__What you are asked to do__
Within the records below, find each line with the word "mpsc" and copy it out.
··· Given entries
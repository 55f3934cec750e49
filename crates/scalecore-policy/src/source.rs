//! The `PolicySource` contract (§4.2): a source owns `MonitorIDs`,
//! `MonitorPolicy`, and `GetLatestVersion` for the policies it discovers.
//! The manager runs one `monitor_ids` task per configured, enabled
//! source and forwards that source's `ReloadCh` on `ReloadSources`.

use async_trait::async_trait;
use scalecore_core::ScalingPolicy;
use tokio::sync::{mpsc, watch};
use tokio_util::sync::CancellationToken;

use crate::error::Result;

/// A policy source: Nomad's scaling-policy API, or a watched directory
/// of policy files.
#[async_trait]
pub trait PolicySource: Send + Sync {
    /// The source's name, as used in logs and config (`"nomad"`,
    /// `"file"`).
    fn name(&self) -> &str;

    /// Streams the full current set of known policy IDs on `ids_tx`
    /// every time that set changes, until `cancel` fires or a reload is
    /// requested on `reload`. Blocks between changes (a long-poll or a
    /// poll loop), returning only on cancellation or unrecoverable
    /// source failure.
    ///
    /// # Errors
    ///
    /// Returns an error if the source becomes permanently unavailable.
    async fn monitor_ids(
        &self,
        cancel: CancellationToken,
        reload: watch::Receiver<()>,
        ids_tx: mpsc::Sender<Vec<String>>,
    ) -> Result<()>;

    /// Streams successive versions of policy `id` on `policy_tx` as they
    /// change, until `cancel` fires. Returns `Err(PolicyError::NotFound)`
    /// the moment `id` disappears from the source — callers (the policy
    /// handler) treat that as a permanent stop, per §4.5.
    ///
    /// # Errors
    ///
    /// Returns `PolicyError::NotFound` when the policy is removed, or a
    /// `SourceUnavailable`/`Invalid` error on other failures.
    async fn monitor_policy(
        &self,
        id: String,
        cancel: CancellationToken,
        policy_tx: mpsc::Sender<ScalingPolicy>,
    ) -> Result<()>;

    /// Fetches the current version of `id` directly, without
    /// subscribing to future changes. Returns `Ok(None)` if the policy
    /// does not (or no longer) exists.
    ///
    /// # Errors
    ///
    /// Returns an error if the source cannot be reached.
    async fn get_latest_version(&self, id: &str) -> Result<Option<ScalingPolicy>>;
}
······
··· Given entries
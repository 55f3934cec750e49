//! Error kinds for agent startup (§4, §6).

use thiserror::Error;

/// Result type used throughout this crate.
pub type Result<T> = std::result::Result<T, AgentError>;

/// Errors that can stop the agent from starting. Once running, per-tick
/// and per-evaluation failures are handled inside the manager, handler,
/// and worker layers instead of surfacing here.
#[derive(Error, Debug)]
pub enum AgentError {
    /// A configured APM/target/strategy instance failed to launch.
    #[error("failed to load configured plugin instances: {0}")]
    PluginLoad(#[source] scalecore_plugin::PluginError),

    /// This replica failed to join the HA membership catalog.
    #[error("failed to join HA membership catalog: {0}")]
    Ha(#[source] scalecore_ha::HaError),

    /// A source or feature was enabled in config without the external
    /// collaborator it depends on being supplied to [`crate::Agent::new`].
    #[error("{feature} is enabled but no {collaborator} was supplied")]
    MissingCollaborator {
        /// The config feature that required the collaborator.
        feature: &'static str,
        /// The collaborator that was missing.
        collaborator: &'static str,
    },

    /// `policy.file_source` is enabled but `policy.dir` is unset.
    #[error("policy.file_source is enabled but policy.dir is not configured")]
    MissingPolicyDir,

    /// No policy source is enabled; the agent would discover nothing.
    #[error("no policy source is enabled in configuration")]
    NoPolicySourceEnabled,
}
······
__Response for this exercise__
use tokio::sync::{mpsc, watch};
        ids_tx: mpsc::Sender<Vec<String>>,
        policy_tx: mpsc::Sender<ScalingPolicy>,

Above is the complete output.